O Brasil está passando por uma transformação silenciosa, mas profunda. A população cresce em ritmo cada vez menor, está envelhecendo e apresenta novas formas de organização social. Os dados são da Pesquisa Nacional por Amostra de Domicílios Contínua (PNAD) 2025, divulgada pelo Instituto Brasileiro de Geografia e Estatística.
Em 2025, o país alcançou 212,7 milhões de habitantes, com crescimento de apenas 0,39% em relação ao ano anterior — uma taxa que vem se mantendo abaixo de 0,60% desde 2021. O cenário reforça uma tendência de desaceleração populacional e amadurecimento demográfico.
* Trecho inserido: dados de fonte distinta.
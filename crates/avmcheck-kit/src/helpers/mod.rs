pub mod hcl;
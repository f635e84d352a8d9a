pub mod compatibility;
pub mod constraints;
pub mod diagnostics;
pub mod values;

pub use compatibility::TypeChecker;
pub use constraints::{AttributeSpec, TypeConstraint, TypeConstraintError};
pub use diagnostics::{Diagnostic, DiagnosticLevel};
pub use values::Value;
#[macro_use]
extern crate serde_derive;

pub use hcl_edit as hcl;
pub use indexmap;
pub use indoc::indoc;
pub use serde;
pub use serde_json;

pub mod eval;
pub mod helpers;
pub mod types;
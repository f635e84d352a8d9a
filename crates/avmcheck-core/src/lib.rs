#[macro_use]
extern crate lazy_static;

pub use avmcheck_kit as kit;

pub mod check;
pub mod interfaces;
pub mod variable;
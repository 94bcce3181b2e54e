use axum::Router;
use axum::routing::get;

use crate::presentation::AppState;
use crate::presentation::handlers::blog::{
    get_post, get_post_metadata, list_posts, related_posts,
};

pub(crate) fn router() -> Router<AppState> {
    Router::new()
        .route("/", get(list_posts))
        .route("/{slug}", get(get_post))
        .route("/{slug}/related", get(related_posts))
        .route("/{slug}/metadata", get(get_post_metadata))
}
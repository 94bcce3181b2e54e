//! Render-ready props for the blog listing page.

use chrono::{DateTime, Utc};
use serde::Serialize;
use tracing::warn;
use utoipa::ToSchema;

use super::blog_service::ListPostsResult;
use crate::domain::content::ContentRecord;
use crate::domain::error::AssemblyError;
use crate::domain::query::{QueryParameters, SortKey, SortOrder};
use crate::domain::site::SiteConfig;

const BLOG_PATH: &str = "blog";
const DEFAULT_HEADING: &str = "Blog";

#[derive(Debug, Clone, Serialize, ToSchema)]
#[serde(rename_all = "camelCase")]
pub(crate) struct BlogListingProps {
    pub(crate) heading: String,
    pub(crate) description: Option<String>,
    pub(crate) posts: Vec<PostCardProps>,
    pub(crate) pagination: PaginationProps,
    pub(crate) filters: FilterProps,
}

#[derive(Debug, Clone, Serialize, ToSchema)]
#[serde(rename_all = "camelCase")]
pub(crate) struct PostCardProps {
    pub(crate) slug: String,
    pub(crate) title: String,
    pub(crate) href: String,
    pub(crate) excerpt: String,
    pub(crate) published_at: DateTime<Utc>,
    pub(crate) reading_minutes: u32,
    pub(crate) categories: Vec<CategoryChipProps>,
    pub(crate) image: Option<CardImageProps>,
    pub(crate) author: Option<String>,
}

#[derive(Debug, Clone, Serialize, ToSchema)]
pub(crate) struct CategoryChipProps {
    pub(crate) slug: String,
    pub(crate) title: String,
    pub(crate) href: String,
}

#[derive(Debug, Clone, Serialize, ToSchema)]
pub(crate) struct CardImageProps {
    pub(crate) url: String,
    pub(crate) alt: String,
}

#[derive(Debug, Clone, PartialEq, Eq, Serialize, ToSchema)]
pub(crate) struct PageLinkProps {
    pub(crate) page: u32,
    pub(crate) href: String,
    pub(crate) active: bool,
}

#[derive(Debug, Clone, Serialize, ToSchema)]
#[serde(rename_all = "camelCase")]
pub(crate) struct PaginationProps {
    pub(crate) current_page: u32,
    pub(crate) total_pages: u32,
    pub(crate) total_count: u64,
    pub(crate) page_size: u32,
    pub(crate) has_more: bool,
    pub(crate) pages: Vec<PageLinkProps>,
    pub(crate) first: Option<PageLinkProps>,
    pub(crate) last: Option<PageLinkProps>,
    pub(crate) leading_ellipsis: bool,
    pub(crate) trailing_ellipsis: bool,
    pub(crate) previous: Option<PageLinkProps>,
    pub(crate) next: Option<PageLinkProps>,
}

#[derive(Debug, Clone, Serialize, ToSchema)]
#[serde(rename_all = "camelCase")]
pub(crate) struct FilterProps {
    pub(crate) category: Option<String>,
    pub(crate) search: Option<String>,
    pub(crate) sort: SortKey,
    pub(crate) order: SortOrder,
    /// Link back to the unfiltered listing; `None` when nothing is filtered.
    pub(crate) clear_href: Option<String>,
}

pub(crate) fn listing_props(
    site: &SiteConfig,
    result: &ListPostsResult,
    default_page_size: u32,
) -> Result<BlogListingProps, AssemblyError> {
    let posts = result
        .posts
        .iter()
        .filter_map(|post| match post_card(site, post) {
            Ok(card) => Some(card),
            Err(err) => {
                warn!(post = %post.id, error = %err, "skipping post card");
                None
            }
        })
        .collect();

    let links = PageLinks {
        site,
        params: &result.params,
        default_page_size,
    };
    let pagination = &result.pagination;
    let current = pagination.current_page;

    let pages = pagination
        .window
        .iter()
        .map(|page| links.link(*page, current))
        .collect::<Result<Vec<_>, _>>()?;
    let first = pagination.first_page.map(|page| links.link(page, current)).transpose()?;
    let last = pagination.last_page.map(|page| links.link(page, current)).transpose()?;
    let leading_ellipsis = first.is_some() && pagination.window.first().is_some_and(|page| *page > 2);
    let trailing_ellipsis = last.is_some()
        && pagination
            .window
            .last()
            .is_some_and(|page| page + 1 < pagination.total_pages);

    let filtered = result.params.category.is_some() || result.params.search.is_some();
    let clear_href = if filtered {
        Some(site.url_for(BLOG_PATH)?.to_string())
    } else {
        None
    };

    let settings = result.settings.as_ref();
    Ok(BlogListingProps {
        heading: settings
            .and_then(|settings| settings.title.clone())
            .unwrap_or_else(|| DEFAULT_HEADING.to_string()),
        description: settings.and_then(|settings| settings.description.clone()),
        posts,
        pagination: PaginationProps {
            current_page: current,
            total_pages: pagination.total_pages,
            total_count: pagination.total_count,
            page_size: pagination.page_size,
            has_more: pagination.has_more,
            pages,
            first,
            last,
            leading_ellipsis,
            trailing_ellipsis,
            previous: pagination.previous_page().map(|page| links.link(page, current)).transpose()?,
            next: pagination.next_page().map(|page| links.link(page, current)).transpose()?,
        },
        filters: FilterProps {
            category: result.params.category.clone(),
            search: result.params.search.clone(),
            sort: result.params.sort,
            order: result.params.order,
            clear_href,
        },
    })
}

struct PageLinks<'a> {
    site: &'a SiteConfig,
    params: &'a QueryParameters,
    default_page_size: u32,
}

impl PageLinks<'_> {
    /// Keeps every non-default filter so paging never drops the user's query.
    fn link(&self, page: u32, current: u32) -> Result<PageLinkProps, AssemblyError> {
        let pairs = self.params.link_pairs(page, self.default_page_size);
        let href = self.site.url_with_query(BLOG_PATH, &pairs)?;
        Ok(PageLinkProps {
            page,
            href: href.to_string(),
            active: page == current,
        })
    }
}

fn post_card(site: &SiteConfig, post: &ContentRecord) -> Result<PostCardProps, AssemblyError> {
    let categories = post
        .categories
        .iter()
        .map(|category| {
            Ok(CategoryChipProps {
                slug: category.slug.clone(),
                title: category.title.clone(),
                href: site.category_url(&category.slug)?.to_string(),
            })
        })
        .collect::<Result<Vec<_>, AssemblyError>>()?;

    Ok(PostCardProps {
        slug: post.slug.clone(),
        title: post.title.clone(),
        href: site.post_url(&post.slug)?.to_string(),
        excerpt: post.excerpt.clone(),
        published_at: post.published_at,
        reading_minutes: post.reading_minutes(),
        categories,
        image: post.main_image.as_ref().map(|image| CardImageProps {
            url: image.url.clone(),
            alt: image.alt.clone().unwrap_or_else(|| post.title.clone()),
        }),
        author: post.author.as_ref().map(|author| author.name.clone()),
    })
}

#[cfg(test)]
mod tests {
    use chrono::{TimeZone, Utc};

    use super::*;
    use crate::domain::content::BlogSettings;
    use crate::domain::pagination::PaginationResult;
    use crate::domain::query::{PageSizePolicy, RawListingParams};

    fn site() -> SiteConfig {
        SiteConfig::new("https://www.aideamed.com", "Aidea:Med", None).expect("valid site")
    }

    fn post(slug: &str) -> ContentRecord {
        ContentRecord {
            id: slug.to_string(),
            slug: slug.to_string(),
            title: slug.to_uppercase(),
            published_at: Utc.with_ymd_and_hms(2024, 3, 1, 0, 0, 0).unwrap(),
            updated_at: None,
            categories: Vec::new(),
            author: None,
            excerpt: "short".to_string(),
            body: None,
            tags: Vec::new(),
            main_image: None,
            popularity: None,
        }
    }

    fn result(raw: RawListingParams, total: u64) -> ListPostsResult {
        let params = QueryParameters::normalize(&raw, PageSizePolicy::default());
        let pagination = PaginationResult::compute(params.page, total, params.page_size, 5);
        ListPostsResult {
            posts: vec![post("first"), post("bad/slug"), post("second")],
            params,
            pagination,
            settings: Some(BlogSettings {
                title: Some("Clinic Insights".to_string()),
                description: None,
            }),
        }
    }

    #[test]
    fn hrefs_keep_non_default_filters() {
        let raw = RawListingParams {
            page: Some("5".to_string()),
            category: Some("branding".to_string()),
            sort: Some("popular".to_string()),
            ..RawListingParams::default()
        };
        let props = listing_props(&site(), &result(raw, 90), 9).expect("props");
        let pagination = &props.pagination;

        assert_eq!(
            pagination.pages.iter().map(|link| link.page).collect::<Vec<_>>(),
            vec![3, 4, 5, 6, 7]
        );
        assert!(pagination.pages[2].active);
        assert_eq!(
            pagination.next.as_ref().map(|link| link.href.as_str()),
            Some("https://www.aideamed.com/blog?page=6&category=branding&sort=popular")
        );
        assert_eq!(
            pagination.first.as_ref().map(|link| link.href.as_str()),
            Some("https://www.aideamed.com/blog?category=branding&sort=popular")
        );
        assert!(pagination.leading_ellipsis);
        assert!(pagination.trailing_ellipsis);
        assert_eq!(
            props.filters.clear_href.as_deref(),
            Some("https://www.aideamed.com/blog")
        );
    }

    #[test]
    fn no_ellipsis_when_window_touches_edges() {
        let raw = RawListingParams {
            page: Some("2".to_string()),
            ..RawListingParams::default()
        };
        let props = listing_props(&site(), &result(raw, 54), 9).expect("props");
        let pagination = &props.pagination;
        assert_eq!(pagination.total_pages, 6);
        assert!(pagination.first.is_none());
        assert_eq!(pagination.last.as_ref().map(|link| link.page), Some(6));
        assert!(!pagination.trailing_ellipsis);
        assert_eq!(
            pagination.previous.as_ref().map(|link| link.href.as_str()),
            Some("https://www.aideamed.com/blog")
        );
        assert!(props.filters.clear_href.is_none());
    }

    #[test]
    fn cards_skip_unassemblable_posts_and_use_settings() {
        let props = listing_props(&site(), &result(RawListingParams::default(), 3), 9).expect("props");
        assert_eq!(props.heading, "Clinic Insights");
        let slugs: Vec<&str> = props.posts.iter().map(|card| card.slug.as_str()).collect();
        assert_eq!(slugs, vec!["first", "second"]);
        assert_eq!(props.posts[0].href, "https://www.aideamed.com/blog/first");
        assert_eq!(props.posts[0].reading_minutes, 1);
    }
}
use std::sync::Arc;

use crate::application::blog_service::BlogService;
use crate::data::content_store::ContentStore;
use crate::domain::site::SiteConfig;
use crate::infrastructure::settings::CachePolicy;

pub(crate) mod app_error;
pub(crate) mod handlers;
pub(crate) mod http_handlers;
pub(crate) mod middleware;
pub(crate) mod openapi;
pub(crate) mod routes;

pub(crate) type SharedBlogService = Arc<BlogService<Arc<dyn ContentStore>>>;

#[derive(Clone)]
pub(crate) struct AppState {
    pub(crate) blog_service: SharedBlogService,
    pub(crate) site: Arc<SiteConfig>,
    pub(crate) cache: CachePolicy,
}

impl AppState {
    pub(crate) fn new(blog_service: SharedBlogService, site: SiteConfig, cache: CachePolicy) -> Self {
        Self {
            blog_service,
            site: Arc::new(site),
            cache,
        }
    }
}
Um dos destaques do levantamento é o envelhecimento da população. A proporção de brasileiros com 60 anos ou mais aumentou significativamente, passando de 11,3% em 2012 para 16,6% em 2025. Ao mesmo tempo, houve redução na participação de pessoas com menos de 40 anos, evidenciando a mudança na pirâmide etária do país.
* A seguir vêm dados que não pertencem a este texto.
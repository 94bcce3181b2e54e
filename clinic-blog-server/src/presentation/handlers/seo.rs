use axum::{
    extract::State,
    http::{HeaderValue, header},
    response::IntoResponse,
};
use chrono::Utc;
use tracing::warn;

use super::cache_control;
use crate::application::robots::render_robots;
use crate::application::sitemap::{build_sitemap, fallback_sitemap};
use crate::presentation::AppState;
use crate::presentation::app_error::AppResult;

const XML_CONTENT_TYPE: &str = "application/xml; charset=utf-8";
const TEXT_CONTENT_TYPE: &str = "text/plain; charset=utf-8";

/// A fetch or rendering failure degrades to the static fallback sitemap.
#[utoipa::path(
    get,
    path = "/sitemap.xml",
    tag = "seo",
    responses(
        (status = 200, description = "XML sitemap", content_type = "application/xml", body = String),
        (status = 500, description = "Fallback sitemap could not be rendered")
    )
)]
pub(crate) async fn sitemap(State(state): State<AppState>) -> AppResult<impl IntoResponse> {
    let now = Utc::now();
    let rendered = match state.blog_service.sitemap_content().await {
        Ok(content) => build_sitemap(&state.site, &content, now),
        Err(err) => {
            warn!(error = %err, kind = err.kind(), "serving fallback sitemap");
            fallback_sitemap(&state.site, now)
        }
    };
    let xml = match rendered {
        Ok(xml) => xml,
        Err(err) => {
            warn!(error = %err, "sitemap rendering failed, serving fallback");
            fallback_sitemap(&state.site, now)?
        }
    };

    Ok((
        [(header::CONTENT_TYPE, HeaderValue::from_static(XML_CONTENT_TYPE))],
        cache_control(state.cache.sitemap_max_age),
        xml,
    ))
}

#[utoipa::path(
    get,
    path = "/robots.txt",
    tag = "seo",
    responses((status = 200, description = "Crawler policy", content_type = "text/plain", body = String))
)]
pub(crate) async fn robots(State(state): State<AppState>) -> impl IntoResponse {
    (
        [(header::CONTENT_TYPE, HeaderValue::from_static(TEXT_CONTENT_TYPE))],
        cache_control(state.cache.sitemap_max_age),
        render_robots(&state.site),
    )
}
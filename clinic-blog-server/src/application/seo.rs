//! Per-post SEO metadata and structured data.

use chrono::{DateTime, SecondsFormat, Utc};
use serde::Serialize;
use serde_json::{Value, json};
use utoipa::ToSchema;

use crate::domain::content::{ContentRecord, strip_tags};
use crate::domain::error::AssemblyError;
use crate::domain::site::SiteConfig;

const DESCRIPTION_LIMIT: usize = 160;
const OG_IMAGE_WIDTH: u32 = 1200;
const OG_IMAGE_HEIGHT: u32 = 630;
const DEFAULT_OG_IMAGE: &str = "images/blog-og.jpg";

#[derive(Debug, Clone, Serialize, ToSchema)]
#[serde(rename_all = "camelCase")]
pub(crate) struct PostMetadata {
    pub(crate) title: String,
    pub(crate) description: String,
    pub(crate) canonical_url: String,
    pub(crate) keywords: Vec<String>,
    pub(crate) open_graph: OpenGraph,
    pub(crate) twitter: TwitterCard,
    /// `BlogPosting` and `BreadcrumbList` documents.
    #[schema(value_type = Vec<Object>)]
    pub(crate) json_ld: Vec<Value>,
}

#[derive(Debug, Clone, Serialize, ToSchema)]
#[serde(rename_all = "camelCase")]
pub(crate) struct OpenGraph {
    pub(crate) title: String,
    pub(crate) description: String,
    #[serde(rename = "type")]
    pub(crate) kind: String,
    pub(crate) url: String,
    pub(crate) site_name: String,
    pub(crate) images: Vec<OgImage>,
    pub(crate) published_time: DateTime<Utc>,
    pub(crate) modified_time: DateTime<Utc>,
    pub(crate) authors: Vec<String>,
    pub(crate) tags: Vec<String>,
}

#[derive(Debug, Clone, Serialize, ToSchema)]
pub(crate) struct OgImage {
    pub(crate) url: String,
    pub(crate) width: u32,
    pub(crate) height: u32,
    pub(crate) alt: String,
}

#[derive(Debug, Clone, Serialize, ToSchema)]
pub(crate) struct TwitterCard {
    pub(crate) card: String,
    pub(crate) title: String,
    pub(crate) description: String,
    pub(crate) images: Vec<String>,
    #[serde(skip_serializing_if = "Option::is_none")]
    pub(crate) site: Option<String>,
}

pub(crate) fn post_metadata(
    site: &SiteConfig,
    post: &ContentRecord,
) -> Result<PostMetadata, AssemblyError> {
    let canonical = site.post_url(&post.slug)?;
    let title = format!("{} | {}", post.title, site.name);
    let description = describe(post, site);
    let image_url = match &post.main_image {
        Some(image) => image.url.clone(),
        None => site.url_for(DEFAULT_OG_IMAGE)?.to_string(),
    };
    let author = post
        .author
        .as_ref()
        .map(|author| author.name.clone())
        .unwrap_or_else(|| site.name.clone());
    let category_titles: Vec<String> = post.categories.iter().map(|c| c.title.clone()).collect();
    let mut keywords = category_titles.clone();
    for tag in &post.tags {
        if !keywords.contains(tag) {
            keywords.push(tag.clone());
        }
    }

    let json_ld = vec![
        blog_posting(site, post, canonical.as_str(), &description, &image_url, &author),
        breadcrumbs(site, post, canonical.as_str())?,
    ];

    Ok(PostMetadata {
        open_graph: OpenGraph {
            title: title.clone(),
            description: description.clone(),
            kind: "article".to_string(),
            url: canonical.to_string(),
            site_name: site.name.clone(),
            images: vec![OgImage {
                url: image_url.clone(),
                width: OG_IMAGE_WIDTH,
                height: OG_IMAGE_HEIGHT,
                alt: post.title.clone(),
            }],
            published_time: post.published_at,
            modified_time: post.last_modified(),
            authors: vec![author],
            tags: category_titles,
        },
        twitter: TwitterCard {
            card: "summary_large_image".to_string(),
            title: title.clone(),
            description: description.clone(),
            images: vec![image_url],
            site: site.twitter_handle.clone(),
        },
        title,
        description,
        canonical_url: canonical.to_string(),
        keywords,
        json_ld,
    })
}

/// Excerpt, else the start of the body, else a site-wide line.
fn describe(post: &ContentRecord, site: &SiteConfig) -> String {
    let excerpt = strip_tags(&post.excerpt);
    let source = if !excerpt.trim().is_empty() {
        excerpt
    } else {
        strip_tags(&post.body_text())
    };
    let collapsed = source.split_whitespace().collect::<Vec<_>>().join(" ");
    if collapsed.is_empty() {
        return format!("Clinic marketing insights from {}", site.name);
    }
    truncate(&collapsed, DESCRIPTION_LIMIT)
}

fn truncate(text: &str, limit: usize) -> String {
    if text.chars().count() <= limit {
        return text.to_string();
    }
    let cut: String = text.chars().take(limit.saturating_sub(3)).collect();
    format!("{}...", cut.trim_end())
}

fn blog_posting(
    site: &SiteConfig,
    post: &ContentRecord,
    canonical: &str,
    description: &str,
    image_url: &str,
    author: &str,
) -> Value {
    json!({
        "@context": "https://schema.org",
        "@type": "BlogPosting",
        "headline": post.title,
        "description": description,
        "image": image_url,
        "url": canonical,
        "mainEntityOfPage": { "@type": "WebPage", "@id": canonical },
        "datePublished": post.published_at.to_rfc3339_opts(SecondsFormat::Secs, true),
        "dateModified": post.last_modified().to_rfc3339_opts(SecondsFormat::Secs, true),
        "author": { "@type": "Person", "name": author },
        "publisher": {
            "@type": "Organization",
            "name": site.name,
            "url": site.home().as_str(),
        },
        "keywords": post.tags.join(", "),
        "timeRequired": format!("PT{}M", post.reading_minutes()),
    })
}

fn breadcrumbs(site: &SiteConfig, post: &ContentRecord, canonical: &str) -> Result<Value, AssemblyError> {
    let mut trail = vec![
        ("Home".to_string(), site.home().to_string()),
        ("Blog".to_string(), site.url_for("blog")?.to_string()),
    ];
    if let Some(category) = post.categories.first() {
        trail.push((category.title.clone(), site.category_url(&category.slug)?.to_string()));
    }
    trail.push((post.title.clone(), canonical.to_string()));

    let items: Vec<Value> = trail
        .into_iter()
        .enumerate()
        .map(|(index, (name, item))| {
            json!({
                "@type": "ListItem",
                "position": index + 1,
                "name": name,
                "item": item,
            })
        })
        .collect();

    Ok(json!({
        "@context": "https://schema.org",
        "@type": "BreadcrumbList",
        "itemListElement": items,
    }))
}

#[cfg(test)]
mod tests {
    use chrono::{TimeZone, Utc};
    use serde_json::json;

    use super::*;
    use crate::domain::content::{AuthorRef, CategoryRef};

    fn site() -> SiteConfig {
        SiteConfig::new("https://www.aideamed.com", "Aidea:Med", Some("@aideamed".to_string()))
            .expect("valid site")
    }

    fn post() -> ContentRecord {
        ContentRecord {
            id: "p1".to_string(),
            slug: "dental-seo".to_string(),
            title: "Dental SEO".to_string(),
            published_at: Utc.with_ymd_and_hms(2024, 3, 1, 0, 0, 0).unwrap(),
            updated_at: None,
            categories: vec![CategoryRef {
                id: "c1".to_string(),
                slug: "seo".to_string(),
                title: "SEO".to_string(),
            }],
            author: Some(AuthorRef {
                id: "a1".to_string(),
                name: "Dr. Lin".to_string(),
                slug: None,
            }),
            excerpt: "<p>How clinics get <b>found</b></p>".to_string(),
            body: None,
            tags: vec!["seo".to_string(), "local".to_string()],
            main_image: None,
            popularity: None,
        }
    }

    #[test]
    fn title_and_description() {
        let meta = post_metadata(&site(), &post()).expect("metadata");
        assert_eq!(meta.title, "Dental SEO | Aidea:Med");
        assert_eq!(meta.description, "How clinics get found");
        assert_eq!(meta.canonical_url, "https://www.aideamed.com/blog/dental-seo");
        assert_eq!(meta.twitter.site.as_deref(), Some("@aideamed"));
        assert_eq!(
            meta.open_graph.images[0].url,
            "https://www.aideamed.com/images/blog-og.jpg"
        );
    }

    #[test]
    fn description_falls_back_to_body_and_is_truncated() {
        let mut post = post();
        post.excerpt = String::new();
        post.body = Some(json!("word ".repeat(100)));
        let meta = post_metadata(&site(), &post).expect("metadata");
        assert!(meta.description.ends_with("..."));
        assert!(meta.description.chars().count() <= DESCRIPTION_LIMIT);
    }

    #[test]
    fn json_ld_has_posting_and_breadcrumbs() {
        let meta = post_metadata(&site(), &post()).expect("metadata");
        assert_eq!(meta.json_ld.len(), 2);
        assert_eq!(meta.json_ld[0]["@type"], "BlogPosting");
        assert_eq!(meta.json_ld[0]["author"]["name"], "Dr. Lin");
        let crumbs = meta.json_ld[1]["itemListElement"]
            .as_array()
            .expect("breadcrumb items");
        assert_eq!(crumbs.len(), 4);
        assert_eq!(crumbs[2]["item"], "https://www.aideamed.com/blog/category/seo");
        assert_eq!(crumbs[3]["position"], 4);
    }

    #[test]
    fn keywords_merge_categories_and_tags() {
        let meta = post_metadata(&site(), &post()).expect("metadata");
        assert_eq!(meta.keywords, vec!["SEO", "seo", "local"]);
    }
}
As diferenças regionais continuam marcantes. Enquanto as regiões Norte e Nordeste concentram maior percentual de jovens, o Sudeste e o Sul apresentam maior presença de idosos, refletindo estágios distintos de desenvolvimento demográfico.
Outro dado que chama atenção é o crescimento do número de pessoas que vivem sozinhas. Em 2025, os domicílios unipessoais chegaram a 19,7%, um avanço significativo em relação aos 12,2% registrados em 2012. Apesar disso, o modelo familiar tradicional ainda predomina, representando 65,6% dos lares brasileiros, embora em queda.
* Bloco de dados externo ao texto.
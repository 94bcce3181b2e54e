use axum::Router;
use axum::routing::get;

use super::AppState;
use super::handlers::blog::{list_categories, listing_page};

pub(crate) mod blog;
pub(crate) mod seo;

pub(crate) fn router() -> Router<AppState> {
    Router::new()
        .nest("/api/blog", blog::router())
        .route("/api/blog-listing", get(listing_page))
        .route("/api/categories", get(list_categories))
        .merge(seo::router())
}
A pesquisa também aponta mudanças no perfil habitacional. A proporção de imóveis alugados aumentou, enquanto os domicílios próprios quitados diminuíram. Além disso, cresce a participação de apartamentos, ainda que as casas continuem sendo maioria.
No campo da infraestrutura, os indicadores mostram avanços, mas também revelam desigualdades. O acesso à água encanada, coleta de lixo e energia elétrica aumentou no país, porém ainda há disparidades significativas entre regiões, especialmente no Norte.
As transformações observadas refletem não apenas mudanças demográficas, mas também sociais e econômicas, que impactam diretamente a forma como os brasileiros vivem, consomem e se organizam.